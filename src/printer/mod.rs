//! # Printer Configurations
//!
//! Hardware specifications for supported label printer models.

pub mod config;

pub use config::{PaperStyle, PrinterConfig};
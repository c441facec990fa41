//! # Print Job Queue & Cache
//!
//! Bounded FIFO of print jobs with a strict lifecycle state machine and
//! cumulative progress accounting.
//!
//! ## Lifecycle
//!
//! ```text
//! Queued -> Sending -> Printing <-> Paused
//!    \         \           \          \
//!     +--------->+-- Canceled / Failed(_)
//!                 \
//!                  Completed
//! ```
//!
//! Terminal states (`Completed`, `Canceled`, `Failed`) accept no further
//! transitions; every illegal move is an [`QueueError::InvalidTransition`].
//! Only the session worker mutates job state, so observers see each job walk
//! the machine in order.
//!
//! ## Progress
//!
//! Device acks report **cumulative** copy totals. [`ProgressTracker`] keeps
//! the high-water mark of every counter, so a lost ack under-reports until
//! the next one arrives but can never double-count a page.

use std::collections::VecDeque;

use chrono::{DateTime, Utc};
use serde::{Deserialize, Serialize};
use uuid::Uuid;

use crate::error::QueueError;
use crate::printer::PaperStyle;
use crate::render::RasterBuffer;
use crate::status::{DeviceError, Progress};

/// Jobs the cache holds, including the active one, when caching is enabled.
pub const CACHE_CAPACITY: usize = 5;

// ============================================================================
// JOB STATE
// ============================================================================

/// Lifecycle state of a print job.
#[derive(Debug, Clone, PartialEq, Eq)]
pub enum JobState {
    Queued,
    /// Frames are being streamed to the device
    Sending,
    Printing,
    Paused,
    Completed,
    Canceled,
    Failed(DeviceError),
}

impl JobState {
    pub fn name(&self) -> &'static str {
        match self {
            JobState::Queued => "queued",
            JobState::Sending => "sending",
            JobState::Printing => "printing",
            JobState::Paused => "paused",
            JobState::Completed => "completed",
            JobState::Canceled => "canceled",
            JobState::Failed(_) => "failed",
        }
    }

    pub fn is_terminal(&self) -> bool {
        matches!(
            self,
            JobState::Completed | JobState::Canceled | JobState::Failed(_)
        )
    }

    fn allows(&self, to: &JobState) -> bool {
        if self.is_terminal() {
            return false;
        }
        match (self, to) {
            (JobState::Queued, JobState::Sending) => true,
            (JobState::Sending, JobState::Printing) => true,
            (JobState::Sending, JobState::Paused) => true,
            (JobState::Sending, JobState::Completed) => true,
            (JobState::Printing, JobState::Paused) => true,
            (JobState::Printing, JobState::Completed) => true,
            (JobState::Paused, JobState::Printing) => true,
            // Resume while frames were still being streamed
            (JobState::Paused, JobState::Sending) => true,
            // Cancel and failure reach every non-terminal state
            (_, JobState::Canceled) => true,
            (_, JobState::Failed(_)) => true,
            _ => false,
        }
    }
}

/// Progress phase events emitted around each state change, mirroring the
/// will/did pairs observers rely on for UI sequencing.
#[derive(Debug, Clone, Copy, PartialEq, Eq)]
pub enum CachePhase {
    WillPrint,
    Printing,
    WillPause,
    Paused,
    WillResume,
    Resumed,
    WillCancel,
    Canceled,
    WillDone,
    Done,
}

// ============================================================================
// JOBS
// ============================================================================

/// One rendered label page and how many copies of it to print.
#[derive(Debug, Clone, PartialEq)]
pub struct Page {
    pub raster: RasterBuffer,
    pub copies: u32,
}

/// A queued unit of printing: one or more pages at a given density.
#[derive(Debug, Clone)]
pub struct PrintJob {
    pub id: Uuid,
    pub pages: Vec<Page>,
    /// Darkness level, clamped to the printer's range at submit time
    pub density: u8,
    pub paper: PaperStyle,
    /// RFID payload written before the first page, when present
    pub epc: Option<String>,
    pub submitted_at: DateTime<Utc>,
    state: JobState,
}

impl PrintJob {
    /// Build a job. Fails on an empty page list or a page with zero copies.
    pub fn new(pages: Vec<Page>, density: u8, paper: PaperStyle) -> Result<Self, QueueError> {
        if pages.is_empty() || pages.iter().any(|p| p.copies == 0) {
            return Err(QueueError::EmptyJob);
        }
        Ok(Self {
            id: Uuid::new_v4(),
            pages,
            density,
            paper,
            epc: None,
            submitted_at: Utc::now(),
            state: JobState::Queued,
        })
    }

    pub fn with_epc(mut self, epc: impl Into<String>) -> Self {
        self.epc = Some(epc.into());
        self
    }

    pub fn state(&self) -> &JobState {
        &self.state
    }

    /// Total copies across all pages; the cumulative count a finished job
    /// reports.
    pub fn total_copies(&self) -> u32 {
        self.pages.iter().map(|p| p.copies).sum()
    }

    /// Advance the state machine. Illegal transitions are rejected and the
    /// job keeps its current state.
    pub fn set_state(&mut self, to: JobState) -> Result<(), QueueError> {
        if !self.state.allows(&to) {
            return Err(QueueError::InvalidTransition {
                from: self.state.name(),
                to: to.name(),
            });
        }
        self.state = to;
        Ok(())
    }
}

// ============================================================================
// CACHE
// ============================================================================

/// What to do when a job is submitted to a full cache.
#[derive(Debug, Clone, Copy, PartialEq, Eq, Default, Serialize, Deserialize)]
#[serde(rename_all = "snake_case")]
pub enum OverflowPolicy {
    /// Fail the submit with [`QueueError::CacheFull`]
    #[default]
    Reject,
    /// The submitter waits for a slot (bounded by the job timeout)
    Block,
}

/// Bounded FIFO of pending jobs.
///
/// With caching disabled the capacity drops to one: the job being printed is
/// the only job the engine will hold.
#[derive(Debug)]
pub struct JobCache {
    queue: VecDeque<PrintJob>,
    capacity: usize,
}

impl JobCache {
    pub fn new(cache_enabled: bool) -> Self {
        let capacity = if cache_enabled { CACHE_CAPACITY } else { 1 };
        Self {
            queue: VecDeque::with_capacity(capacity),
            capacity,
        }
    }

    pub fn capacity(&self) -> usize {
        self.capacity
    }

    pub fn len(&self) -> usize {
        self.queue.len()
    }

    pub fn is_empty(&self) -> bool {
        self.queue.is_empty()
    }

    pub fn is_full(&self) -> bool {
        self.queue.len() >= self.capacity
    }

    /// Enqueue a job, failing when the cache is at capacity.
    pub fn push(&mut self, job: PrintJob) -> Result<(), QueueError> {
        if self.is_full() {
            return Err(QueueError::CacheFull);
        }
        self.queue.push_back(job);
        Ok(())
    }

    /// The job at the head of the queue (the active one, once promoted).
    pub fn front_mut(&mut self) -> Option<&mut PrintJob> {
        self.queue.front_mut()
    }

    pub fn front(&self) -> Option<&PrintJob> {
        self.queue.front()
    }

    /// Remove the head job.
    pub fn pop(&mut self) -> Option<PrintJob> {
        self.queue.pop_front()
    }

    /// Find a queued job by id.
    pub fn get_mut(&mut self, id: Uuid) -> Option<&mut PrintJob> {
        self.queue.iter_mut().find(|j| j.id == id)
    }

    pub fn iter(&self) -> impl Iterator<Item = &PrintJob> {
        self.queue.iter()
    }
}

// ============================================================================
// PROGRESS
// ============================================================================

/// High-water progress accounting for one job.
///
/// All device-reported counters are cumulative; `observe` folds each report
/// in with `max`, so reordering or loss of individual acks never moves a
/// counter backwards.
#[derive(Debug, Clone, PartialEq, Eq)]
pub struct ProgressTracker {
    /// Copies the job must print to be complete
    pub expected_total: u32,
    /// Highest cumulative copy count reported so far
    pub total_count: u32,
    /// Highest page number reported so far
    pub page_no: u32,
    /// Highest cumulative ribbon usage reported so far
    pub carbon_used: u32,
}

impl ProgressTracker {
    pub fn new(expected_total: u32) -> Self {
        Self {
            expected_total,
            total_count: 0,
            page_no: 0,
            carbon_used: 0,
        }
    }

    pub fn for_job(job: &PrintJob) -> Self {
        Self::new(job.total_copies())
    }

    /// Fold in one device progress report.
    pub fn observe(&mut self, progress: &Progress) {
        self.total_count = self.total_count.max(progress.total_count);
        if let Some(page_no) = progress.page_no {
            self.page_no = self.page_no.max(page_no);
        }
        if let Some(carbon) = progress.carbon_used {
            self.carbon_used = self.carbon_used.max(carbon);
        }
    }

    /// Whether the device has confirmed every expected copy.
    pub fn is_complete(&self) -> bool {
        self.total_count >= self.expected_total
    }
}

// ============================================================================
// TESTS
// ============================================================================
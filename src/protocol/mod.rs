//! # Command Protocol Codec
//!
//! This module implements the framed command protocol spoken to the label
//! printer over Bluetooth RFCOMM or TCP.
//!
//! ## Frame Layout
//!
//! Every frame in both directions uses the same self-delimiting layout:
//!
//! ```text
//! | 0x55 0x55 | kind: u8 | len: u8 | payload[len] | xor: u8 | 0xAA 0xAA |
//! ```
//!
//! `xor` is the XOR of the kind byte, the length byte and every payload
//! byte. The explicit header, length, checksum and trailer make decoding
//! **resynchronizing**: a corrupt or truncated frame is discarded without
//! desynchronizing subsequent frame boundaries, and the decoder never relies
//! on transport message boundaries.
//!
//! ## Byte Order
//!
//! Multi-byte integers in payloads are **little-endian**.
//!
//! ## Modules
//!
//! - [`frame`]: frame constants, checksum, encode/parse of a single frame
//! - [`encode`]: host-to-printer command builders
//! - [`decode`]: streaming decoder producing typed [`DeviceEvent`]s

pub mod decode;
pub mod encode;
pub mod frame;

pub use decode::{Decoder, DeviceEvent};
pub use frame::Frame;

HOW TO COMPLETE THIS TASK: Both end lines included, restate word for word the lines above from the line with "pub fn capacity(&self)" to the line with "pub fn push(&mut", and nothing else.

REPLY:
    pub fn capacity(&self) -> usize {
        self.capacity
    }

    pub fn len(&self) -> usize {
        self.queue.len()
    }

    pub fn is_empty(&self) -> bool {
        self.queue.is_empty()
    }

    pub fn is_full(&self) -> bool {
        self.queue.len() >= self.capacity
    }

    /// Enqueue a job, failing when the cache is at capacity.
    pub fn push(&mut self, job: PrintJob) -> Result<(), QueueError> {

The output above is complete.